The doctor’s medi-pad will fall, and I will snap at Aki to pick it. He will hesitate—he’s always been a kind boy—and I will yell. The doctor will try to scream, but my blade will meet his skin, and his fine red scales will nick in warning. Aki will snap out of it, wheeling himself towards me as he picks up the pad and we enter his office.
Aki passes the medi-pad to me. I gesture to the doctor. He knows what he has to do… if he values his life.
Then I imagine, backed into a corner, the doctor voices out the singular judgment only my conscience has spoken over the last few days.
“Your actions have ruined your son’s life…”
My thoughts snap back into focus. Aki’s fingers are wrapped around mine and his eyes are misted over.

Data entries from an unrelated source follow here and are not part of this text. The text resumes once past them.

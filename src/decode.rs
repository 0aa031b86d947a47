//! Method payload decoding
//!
//! Decodes the binary argument payload attached to Aurora contract calls.
//! `submit` carries an RLP-encoded Ethereum transaction and gets a full
//! structured decode; every other known method is passed through as raw
//! hex. Unknown method names fail loudly so the registry is kept in sync
//! with the deployed contract interface.

use crate::errors::DecodeError;
use crate::rlp::{decode_rlp, decode_uint, RlpItem};
use alloy_primitives::{Address, B256};
use serde::{Serialize, Serializer};

/// Known Aurora methods whose payloads we do not decode structurally.
/// Their raw bytes are rendered as hex.
const PASSTHROUGH_METHODS: &[&str] = &[
    "deposit",
    "finish_deposit",
    "ft_on_transfer",
    "ft_resolve_transfer",
    "get_nep141_from_erc20",
    "call",
    "deploy_erc20_token",
    "new",
    "ft_transfer",
    "ft_transfer_call",
    "withdraw",
    "new_eth_connector",
    "set_eth_connector_contract_data",
    "ft_balance_of_eth",
    "get_erc20_from_nep141",
    "storage_deposit",
];

/// ECDSA signature triple carried by a legacy Ethereum transaction.
#[derive(Debug, Clone, PartialEq, Eq, Serialize)]
pub struct EcdsaSignature {
    pub v: u64,
    pub r: B256,
    pub s: B256,
}

/// A decoded Ethereum transaction from a `submit` payload.
///
/// `sender` is always `None`: recovering it requires ecrecover over the
/// signature, which this tool does not implement. The display layer
/// renders it as unresolved.
#[derive(Debug, Clone, PartialEq, Eq, Serialize)]
pub struct EthTransaction {
    pub sender: Option<Address>,
    pub nonce: u128,
    pub gas_price: u128,
    pub gas: u128,
    /// `None` marks a contract deployment.
    pub to: Option<Address>,
    pub value: u128,
    #[serde(serialize_with = "serialize_hex_bytes")]
    pub data: Vec<u8>,
    pub signature: EcdsaSignature,
}

/// Decoded form of a method's argument payload.
#[derive(Debug, Clone, PartialEq, Eq, Serialize)]
pub enum DecodedInput {
    EthTransaction(EthTransaction),
    RawHex(String),
}

/// Decoder capability bound to a method name.
///
/// A fixed enumeration rather than a lookup table: every method the
/// contract exposes is classified here, and a name with no entry is a
/// hard error instead of a dictionary miss.
#[derive(Debug, Clone, Copy, PartialEq, Eq)]
pub enum MethodDecoder {
    /// Structured decode of an RLP-encoded Ethereum transaction.
    EthTransaction,
    /// Identity passthrough rendering the raw bytes as hex.
    RawHex,
}

impl MethodDecoder {
    /// Look up the decoder registered for a method name.
    pub fn for_method(name: &str) -> Option<Self> {
        match name {
            "submit" => Some(MethodDecoder::EthTransaction),
            m if PASSTHROUGH_METHODS.contains(&m) => Some(MethodDecoder::RawHex),
            _ => None,
        }
    }

    /// Run this decoder over a raw payload.
    pub fn decode(self, raw: &[u8]) -> Result<DecodedInput, DecodeError> {
        match self {
            MethodDecoder::EthTransaction => {
                Ok(DecodedInput::EthTransaction(decode_eth_transaction(raw)?))
            }
            MethodDecoder::RawHex => Ok(DecodedInput::RawHex(format!("0x{}", hex::encode(raw)))),
        }
    }
}

/// Decode a method payload, failing with `UnsupportedMethod` when no
/// decoder is registered for the name.
pub fn decode_payload(method: &str, raw: &[u8]) -> Result<DecodedInput, DecodeError> {
    MethodDecoder::for_method(method)
        .ok_or_else(|| DecodeError::UnsupportedMethod(method.to_string()))?
        .decode(raw)
}

/// Decode an RLP-encoded legacy Ethereum transaction.
///
/// The payload must be a list of exactly 9 byte strings:
/// `[nonce, gasPrice, gas, to, value, data, v, r, s]`. The `to` field is
/// 0 bytes for a contract deployment and 20 bytes for a call; any other
/// length is rejected.
pub fn decode_eth_transaction(raw: &[u8]) -> Result<EthTransaction, DecodeError> {
    let fields = match decode_rlp(raw)? {
        RlpItem::List(fields) => fields,
        RlpItem::Bytes(_) => {
            return Err(DecodeError::MalformedEncoding(
                "transaction payload is not a list",
            ))
        }
    };
    if fields.len() != 9 {
        return Err(DecodeError::MalformedEncoding(
            "transaction list must have exactly 9 fields",
        ));
    }

    let nonce = decode_uint(fields[0].as_bytes()?)?;
    let gas_price = decode_uint(fields[1].as_bytes()?)?;
    let gas = decode_uint(fields[2].as_bytes()?)?;

    let to_bytes = fields[3].as_bytes()?;
    let to = match to_bytes.len() {
        0 => None,
        20 => Some(Address::from_slice(to_bytes)),
        other => return Err(DecodeError::InvalidRecipientEncoding(other)),
    };

    let value = decode_uint(fields[4].as_bytes()?)?;
    let data = fields[5].as_bytes()?.to_vec();

    let v = u64::try_from(decode_uint(fields[6].as_bytes()?)?)
        .map_err(|_| DecodeError::MalformedEncoding("signature v does not fit 64 bits"))?;
    let r = signature_word(fields[7].as_bytes()?)?;
    let s = signature_word(fields[8].as_bytes()?)?;

    Ok(EthTransaction {
        // Sender recovery (ecrecover) is not implemented.
        sender: None,
        nonce,
        gas_price,
        gas,
        to,
        value,
        data,
        signature: EcdsaSignature { v, r, s },
    })
}

/// Left-pad a signature component to 32 bytes. RLP strips leading zeros,
/// so `r` and `s` arrive with variable length.
fn signature_word(bytes: &[u8]) -> Result<B256, DecodeError> {
    if bytes.len() > 32 {
        return Err(DecodeError::MalformedEncoding(
            "signature word wider than 32 bytes",
        ));
    }
    let mut padded = [0u8; 32];
    padded[32 - bytes.len()..].copy_from_slice(bytes);
    Ok(B256::from(padded))
}

/// Serialize raw bytes as a `0x…` hex string.
fn serialize_hex_bytes<S>(bytes: &Vec<u8>, serializer: S) -> Result<S::Ok, S::Error>
where
    S: Serializer,
{
    serializer.serialize_str(&format!("0x{}", hex::encode(bytes)))
}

There’s a different kind of emotion in them, one I’d yearned to see for so long I’d nearly forgotten. Was it… hope?
“I was talking about fixing a date for him to begin his RT. First we’ll need his body to get used to the Homo Reptilian genes before attempting complete regeneration of his legs…”

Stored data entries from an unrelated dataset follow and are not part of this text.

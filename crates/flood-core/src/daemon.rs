//! Daemon supervisor: signal intents, the packet loop's service hook,
//! configuration reload, and ordered shutdown.
//!
//! Signal handlers write one static atomic each and nothing else; the packet
//! loop services the intents between packets. Reload re-parses config and
//! whitelist through a caller-supplied closure and publishes the new pair
//! with a single pointer swap, so concurrent packet processing sees the old
//! pair or the new pair, never a mix.

use anyhow::{bail, Context, Result};
use arc_swap::ArcSwap;
use std::sync::atomic::{AtomicBool, Ordering::SeqCst};
use std::sync::{Arc, RwLock};
use tracing::{error, info, warn};

use crate::blockset::BlockSet;
use crate::config::DetectorConfig;
use crate::conntrack::HalfOpenProbe;
use crate::counters::Counters;
use crate::events::{Event, EventSink};
use crate::pipeline::{EngineSnapshot, Pipeline};
use crate::source::{LoopControl, SynSource};
use crate::sweeper::Sweeper;
use crate::tracker::TrackerTable;
use crate::whitelist::Whitelist;

static SHUTDOWN_INTENT: AtomicBool = AtomicBool::new(false);
static RELOAD_INTENT: AtomicBool = AtomicBool::new(false);

/// Re-parse configuration and whitelist; invoked on a reload intent.
pub type ReloadFn = Box<dyn FnMut() -> Result<(DetectorConfig, Whitelist)> + Send>;

extern "C" fn intent_handler(sig: libc::c_int) {
    // Async-signal-safe: a single atomic store, nothing else.
    match sig {
        libc::SIGINT | libc::SIGTERM => SHUTDOWN_INTENT.store(true, SeqCst),
        libc::SIGHUP => RELOAD_INTENT.store(true, SeqCst),
        _ => {}
    }
}

/// Map SIGINT/SIGTERM to the shutdown intent and SIGHUP to reload.
/// Installed without SA_RESTART so a signal wakes blocking reads with EINTR.
pub fn install_signal_handlers() -> Result<()> {
    // SAFETY: the handler only stores to static atomics; sigaction fields
    // are fully initialized before the call.
    unsafe {
        let mut action: libc::sigaction = std::mem::zeroed();
        action.sa_sigaction = intent_handler as usize;
        libc::sigemptyset(&mut action.sa_mask);
        action.sa_flags = 0;
        for sig in [libc::SIGINT, libc::SIGTERM, libc::SIGHUP] {
            if libc::sigaction(sig, &action, std::ptr::null_mut()) != 0 {
                bail!(
                    "failed to install handler for signal {sig}: {}",
                    std::io::Error::last_os_error()
                );
            }
        }
    }
    Ok(())
}

pub fn request_shutdown() {
    SHUTDOWN_INTENT.store(true, SeqCst);
}

pub fn shutdown_requested() -> bool {
    SHUTDOWN_INTENT.load(SeqCst)
}

pub struct Daemon {
    snapshot: Arc<ArcSwap<EngineSnapshot>>,
    tracker: Arc<RwLock<TrackerTable>>,
    blockset: Arc<dyn BlockSet>,
    probe: Arc<dyn HalfOpenProbe>,
    counters: Arc<Counters>,
    sink: Arc<EventSink>,
}

impl Daemon {
    /// Assemble the engine around an initial configuration + whitelist pair.
    /// The tracker is sized from this snapshot and lives until shutdown;
    /// reloads change thresholds and the whitelist, not the table shape.
    pub fn new(
        initial: EngineSnapshot,
        blockset: Arc<dyn BlockSet>,
        probe: Arc<dyn HalfOpenProbe>,
        counters: Arc<Counters>,
        sink: Arc<EventSink>,
    ) -> Self {
        let tracker = Arc::new(RwLock::new(TrackerTable::new(
            initial.config.hash_buckets,
            initial.config.max_tracked_ips,
        )));
        Self {
            snapshot: Arc::new(ArcSwap::from_pointee(initial)),
            tracker,
            blockset,
            probe,
            counters,
            sink,
        }
    }

    /// Drive the packet loop to completion. Returns when a shutdown intent
    /// (or a fatal source error) ends the loop; components are then torn
    /// down in reverse init order. The kernel set survives on purpose.
    pub fn run(self, mut source: Box<dyn SynSource>, reload: ReloadFn) -> Result<()> {
        install_signal_handlers().context("failed to install signal handlers")?;

        let pipeline = Pipeline::new(
            self.snapshot.clone(),
            self.tracker.clone(),
            self.probe.clone(),
            self.blockset.clone(),
            self.sink.clone(),
            self.counters.clone(),
        );

        let sweeper = Sweeper::new(
            self.snapshot.clone(),
            self.tracker.clone(),
            self.blockset.clone(),
            self.sink.clone(),
            self.counters.clone(),
        )
        .spawn();

        let mut control = SupervisorControl {
            snapshot: self.snapshot.clone(),
            tracker: self.tracker.clone(),
            blockset: self.blockset.clone(),
            sink: self.sink.clone(),
            reload,
        };

        info!(source = source.name(), "packet loop starting");
        let result = source.run(&mut |addr, now| pipeline.on_syn(addr, now), &mut control);

        info!("packet loop stopped, tearing down");
        sweeper.stop_and_join();
        self.blockset.shutdown();
        self.tracker.write().unwrap().clear();
        // The snapshot (configuration + whitelist) drops with the daemon;
        // the event writer is joined by the caller after this returns.
        result
    }
}

struct SupervisorControl {
    snapshot: Arc<ArcSwap<EngineSnapshot>>,
    tracker: Arc<RwLock<TrackerTable>>,
    blockset: Arc<dyn BlockSet>,
    sink: Arc<EventSink>,
    reload: ReloadFn,
}

impl LoopControl for SupervisorControl {
    fn service(&mut self) -> bool {
        if SHUTDOWN_INTENT.load(SeqCst) {
            return false;
        }
        if RELOAD_INTENT.swap(false, SeqCst) {
            self.apply_reload();
        }
        true
    }
}

impl SupervisorControl {
    fn apply_reload(&mut self) {
        let (config, whitelist) = match (self.reload)() {
            Ok(pair) => pair,
            Err(e) => {
                error!("configuration reload failed, keeping previous: {e:#}");
                return;
            }
        };
        if let Err(e) = config.validate() {
            error!("reloaded configuration invalid, keeping previous: {e:#}");
            return;
        }

        info!(
            whitelist_entries = whitelist.len(),
            syn_threshold = config.syn_threshold,
            "configuration reloaded"
        );
        self.snapshot.store(Arc::new(EngineSnapshot { config, whitelist }));
        self.purge_whitelisted();
    }

    /// Sources that became trusted on this reload must leave the tracker,
    /// and blocked ones must leave the kernel set too.
    fn purge_whitelisted(&self) {
        let snap = self.snapshot.load();
        let candidates: Vec<_> = {
            let tracker = self.tracker.read().unwrap();
            tracker
                .keys()
                .into_iter()
                .filter(|a| snap.whitelist.contains(*a))
                .collect()
        };

        for addr in candidates {
            let was_blocked = {
                let mut tracker = self.tracker.write().unwrap();
                let was_blocked = tracker.get(addr).map(|r| r.blocked).unwrap_or(false);
                tracker.remove(addr);
                was_blocked
            };
            if was_blocked {
                if let Err(e) = self.blockset.remove(addr) {
                    warn!("failed to unblock newly whitelisted {addr}: {e}");
                } else {
                    self.sink.emit(Event::Unblocked { addr });
                }
            }
        }
    }
}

The information is too much; I only need one piece of news now. Just one.
“So you’re taking my son’s case?”
The pediatrician smiles.
This story first appeared in 365 Tomorrows, 2021.
Edited by Marie Ginga.
Uchechukwu Nwaka studies Medicine and Surgery at the University of Ibadan, Nigeria. His work is set to appear in Occult Detective Magazine, Cossmass Infinities and Mythaxis Magazine. When he’s not trying to unravel the mysteries of human (or inhuman) interaction, he can be found working on his first novel, or generally trying to catch up on schoolwork. Find him on Twitter.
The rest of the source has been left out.